Saved entries
*-*-*

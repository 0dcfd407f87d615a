//! Message processor: access control in front of the decision router.
//!
//! Flow:
//! 1. Access filter (drop non-allowlisted senders silently)
//! 2. Decision router (rules → completion → overlays)

use tracing::{info, warn};

use crate::error::PipelineError;
use crate::pipeline::router::DecisionRouter;
use crate::pipeline::types::{InboundMessage, OutboundReply};
use crate::safety::AccessFilter;

/// Turns an inbound message into at most one outbound reply.
pub struct MessageProcessor {
    access: AccessFilter,
    router: DecisionRouter,
}

impl MessageProcessor {
    pub fn new(access: AccessFilter, router: DecisionRouter) -> Self {
        Self { access, router }
    }

    pub fn router(&self) -> &DecisionRouter {
        &self.router
    }

    /// Process a single inbound message.
    ///
    /// Returns `AccessDenied` without touching conversation state when the
    /// sender is not allowlisted.
    pub async fn process(&self, message: &InboundMessage) -> Result<OutboundReply, PipelineError> {
        if !self.access.allow(message.sender.as_deref()) {
            warn!(
                conversation_id = %message.conversation_id,
                sender = message.sender.as_deref().unwrap_or("unknown"),
                "Sender not allowed, ignoring"
            );
            return Err(PipelineError::AccessDenied {
                sender: message.sender.clone(),
            });
        }

        info!(
            id = %message.id,
            conversation_id = %message.conversation_id,
            text = %message.preview(),
            "Processing inbound message"
        );

        Ok(self.router.respond(message).await)
    }
}
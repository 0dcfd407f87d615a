//! Completion client with a primary → secondary fallback chain.
//!
//! Each model gets one attempt bounded by the same timeout. When both fail
//! the caller still gets text back: the canned degraded reply.

use std::sync::Arc;
use std::time::Duration;

use tracing::{error, info, warn};

use crate::conversation::MemoryEntry;
use crate::error::UpstreamError;
use crate::llm::provider::{ChatMessage, CompletionRequest, LlmProvider};

/// Temperature sent with every generated reply.
pub const REPLY_TEMPERATURE: f32 = 0.8;

/// Reply used when neither model answered.
pub const DEGRADED_REPLY: &str = "Hmm ponnu 🤔 game kalikkam alle?";

/// Which step of the chain produced a reply.
#[derive(Debug, Clone, Copy, PartialEq, Eq)]
pub enum ServedBy {
    Primary,
    Secondary,
    Degraded,
}

impl ServedBy {
    pub fn label(&self) -> &'static str {
        match self {
            Self::Primary => "primary",
            Self::Secondary => "secondary",
            Self::Degraded => "degraded",
        }
    }
}

/// A generated (or degraded) reply.
#[derive(Debug, Clone, PartialEq, Eq)]
pub struct Completion {
    pub text: String,
    pub served_by: ServedBy,
}

/// Calls the primary model, then the secondary once, then gives up politely.
pub struct CompletionClient {
    primary: Arc<dyn LlmProvider>,
    secondary: Arc<dyn LlmProvider>,
    timeout: Duration,
    degraded_reply: String,
}

impl CompletionClient {
    pub fn new(
        primary: Arc<dyn LlmProvider>,
        secondary: Arc<dyn LlmProvider>,
        timeout: Duration,
    ) -> Self {
        Self {
            primary,
            secondary,
            timeout,
            degraded_reply: DEGRADED_REPLY.to_string(),
        }
    }

    pub fn with_degraded_reply(mut self, reply: impl Into<String>) -> Self {
        self.degraded_reply = reply.into();
        self
    }

    /// Generate a reply. Never fails.
    pub async fn complete(
        &self,
        system_prompt: &str,
        history: &[MemoryEntry],
        user_message: &str,
    ) -> Completion {
        match self.try_complete(system_prompt, history, user_message).await {
            Ok(completion) => completion,
            Err(e) => {
                error!(error = %e, "Both models failed, sending degraded reply");
                Completion {
                    text: self.degraded_reply.clone(),
                    served_by: ServedBy::Degraded,
                }
            }
        }
    }

    /// Run the chain and return the secondary's error if both models fail.
    pub async fn try_complete(
        &self,
        system_prompt: &str,
        history: &[MemoryEntry],
        user_message: &str,
    ) -> Result<Completion, UpstreamError> {
        let request = build_request(system_prompt, history, user_message);

        match self.call(self.primary.as_ref(), request.clone()).await {
            Ok(text) => {
                return Ok(Completion {
                    text,
                    served_by: ServedBy::Primary,
                });
            }
            Err(e) => {
                warn!(
                    model = %e.model(),
                    error = %e,
                    fallback = %self.secondary.model_name(),
                    "Primary model failed, retrying on fallback"
                );
            }
        }

        let text = self.call(self.secondary.as_ref(), request).await?;
        Ok(Completion {
            text,
            served_by: ServedBy::Secondary,
        })
    }

    async fn call(
        &self,
        provider: &dyn LlmProvider,
        request: CompletionRequest,
    ) -> Result<String, UpstreamError> {
        let model = provider.model_name().to_string();
        let response = tokio::time::timeout(self.timeout, provider.complete(request))
            .await
            .map_err(|_| UpstreamError::Timeout {
                model: model.clone(),
                timeout: self.timeout,
            })??;

        info!(
            model = %model,
            input_tokens = response.input_tokens,
            output_tokens = response.output_tokens,
            "Upstream completion succeeded"
        );
        Ok(response.content)
    }
}

/// System prompt, one system message summarising the history, then the user.
///
/// The summary is left out when there is no history.
pub fn build_request(
    system_prompt: &str,
    history: &[MemoryEntry],
    user_message: &str,
) -> CompletionRequest {
    let mut messages = vec![ChatMessage::system(system_prompt)];

    if !history.is_empty() {
        let mut summary = String::from("Conversation so far (oldest first):");
        for entry in history {
            summary.push('\n');
            summary.push_str(entry.role.label());
            summary.push_str(": ");
            summary.push_str(&entry.text);
        }
        messages.push(ChatMessage::system(summary));
    }

    messages.push(ChatMessage::user(user_message));
    CompletionRequest::new(messages).with_temperature(REPLY_TEMPERATURE)
}
//! Bounded conversation history.

use std::collections::VecDeque;

use serde::{Deserialize, Serialize};

/// Who said a remembered line.
#[derive(Debug, Clone, Copy, PartialEq, Eq, Serialize, Deserialize)]
#[serde(rename_all = "lowercase")]
pub enum EntryRole {
    User,
    Assistant,
}

impl EntryRole {
    pub fn label(&self) -> &'static str {
        match self {
            Self::User => "User",
            Self::Assistant => "Assistant",
        }
    }
}

/// One remembered line of a conversation.
#[derive(Debug, Clone, PartialEq, Eq, Serialize, Deserialize)]
pub struct MemoryEntry {
    pub role: EntryRole,
    pub text: String,
}

impl MemoryEntry {
    pub fn user(text: impl Into<String>) -> Self {
        Self {
            role: EntryRole::User,
            text: text.into(),
        }
    }

    pub fn assistant(text: impl Into<String>) -> Self {
        Self {
            role: EntryRole::Assistant,
            text: text.into(),
        }
    }
}

/// Conversation history capped at `capacity` entries.
///
/// Appending at capacity drops the oldest entry, so the history is always
/// the last `capacity` appends in chronological order.
#[derive(Debug, Clone)]
pub struct ConversationMemory {
    entries: VecDeque<MemoryEntry>,
    capacity: usize,
}

impl ConversationMemory {
    /// Create an empty history. A zero capacity is raised to one.
    pub fn new(capacity: usize) -> Self {
        let capacity = capacity.max(1);
        Self {
            entries: VecDeque::with_capacity(capacity),
            capacity,
        }
    }

    /// Append an entry, evicting the oldest one when full.
    pub fn push(&mut self, entry: MemoryEntry) {
        if self.entries.len() == self.capacity {
            self.entries.pop_front();
        }
        self.entries.push_back(entry);
    }

    /// Copy of the history, oldest first.
    pub fn snapshot(&self) -> Vec<MemoryEntry> {
        self.entries.iter().cloned().collect()
    }

    pub fn iter(&self) -> impl Iterator<Item = &MemoryEntry> {
        self.entries.iter()
    }

    pub fn last(&self) -> Option<&MemoryEntry> {
        self.entries.back()
    }

    pub fn capacity(&self) -> usize {
        self.capacity
    }

    pub fn len(&self) -> usize {
        self.entries.len()
    }

    pub fn is_empty(&self) -> bool {
        self.entries.is_empty()
    }
}

#[cfg(test)]
mod tests {
    use super::*;

    #[test]
    fn keeps_insertion_order() {
        let mut memory = ConversationMemory::new(4);
        memory.push(MemoryEntry::user("hi"));
        memory.push(MemoryEntry::assistant("hello ponnu"));
        let snap = memory.snapshot();
        assert_eq!(snap[0], MemoryEntry::user("hi"));
        assert_eq!(snap[1], MemoryEntry::assistant("hello ponnu"));
    }

    #[test]
    fn evicts_oldest_at_capacity() {
        let mut memory = ConversationMemory::new(3);
        for i in 0..5 {
            memory.push(MemoryEntry::user(format!("m{i}")));
        }
        let texts: Vec<_> = memory.iter().map(|e| e.text.as_str()).collect();
        assert_eq!(texts, vec!["m2", "m3", "m4"]);
    }

    #[test]
    fn length_never_exceeds_capacity_and_matches_tail() {
        for capacity in 1..6 {
            let mut memory = ConversationMemory::new(capacity);
            let mut appended = Vec::new();
            for i in 0..(capacity * 3 + 1) {
                let entry = if i % 2 == 0 {
                    MemoryEntry::user(format!("u{i}"))
                } else {
                    MemoryEntry::assistant(format!("a{i}"))
                };
                appended.push(entry.clone());
                memory.push(entry);

                assert!(memory.len() <= capacity);
                let start = appended.len().saturating_sub(capacity);
                assert_eq!(memory.snapshot(), appended[start..].to_vec());
            }
        }
    }

    #[test]
    fn snapshot_does_not_mutate() {
        let mut memory = ConversationMemory::new(2);
        memory.push(MemoryEntry::user("a"));
        let first = memory.snapshot();
        let second = memory.snapshot();
        assert_eq!(first, second);
        assert_eq!(memory.len(), 1);
    }

    #[test]
    fn zero_capacity_is_raised_to_one() {
        let mut memory = ConversationMemory::new(0);
        memory.push(MemoryEntry::user("a"));
        memory.push(MemoryEntry::user("b"));
        assert_eq!(memory.capacity(), 1);
        assert_eq!(memory.last(), Some(&MemoryEntry::user("b")));
    }

    #[test]
    fn role_serializes_lowercase() {
        let json = serde_json::to_value(MemoryEntry::assistant("x")).unwrap();
        assert_eq!(json["role"], "assistant");
    }
}
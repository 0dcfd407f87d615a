//! Rate limit for unsolicited game offers.

use std::time::Duration;

use chrono::{DateTime, Utc};

/// Source of "now" for cooldown checks.
pub trait Clock: Send + Sync {
    fn now(&self) -> DateTime<Utc>;
}

/// Wall clock.
#[derive(Debug, Clone, Copy, Default)]
pub struct SystemClock;

impl Clock for SystemClock {
    fn now(&self) -> DateTime<Utc> {
        Utc::now()
    }
}

/// Last time a game offer was made to a conversation.
#[derive(Debug, Clone, Copy, Default, PartialEq, Eq)]
pub struct CooldownState {
    last_offer: Option<DateTime<Utc>>,
}

impl CooldownState {
    /// An offer is due when none was made yet or more than `window` has passed.
    pub fn offer_due(&self, now: DateTime<Utc>, window: Duration) -> bool {
        match self.last_offer {
            None => true,
            Some(last) => now
                .signed_duration_since(last)
                .to_std()
                .map(|elapsed| elapsed > window)
                .unwrap_or(false),
        }
    }

    /// Record an offer. The timestamp never moves backwards.
    pub fn record_offer(&mut self, now: DateTime<Utc>) {
        self.last_offer = Some(match self.last_offer {
            Some(last) if last > now => last,
            _ => now,
        });
    }

    pub fn last_offer(&self) -> Option<DateTime<Utc>> {
        self.last_offer
    }
}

*-*-*

Activity: Return nothing but the lines from the top of the records above through the line that has "use crate::error::PipelineError;". Keep each one exact.

Result for this task:
repository 0dcfd407f87d615a
//! Message processor: access control in front of the decision router.
//!
//! Flow:
//! 1. Access filter (drop non-allowlisted senders silently)
//! 2. Decision router (rules → completion → overlays)

use tracing::{info, warn};

use crate::error::PipelineError;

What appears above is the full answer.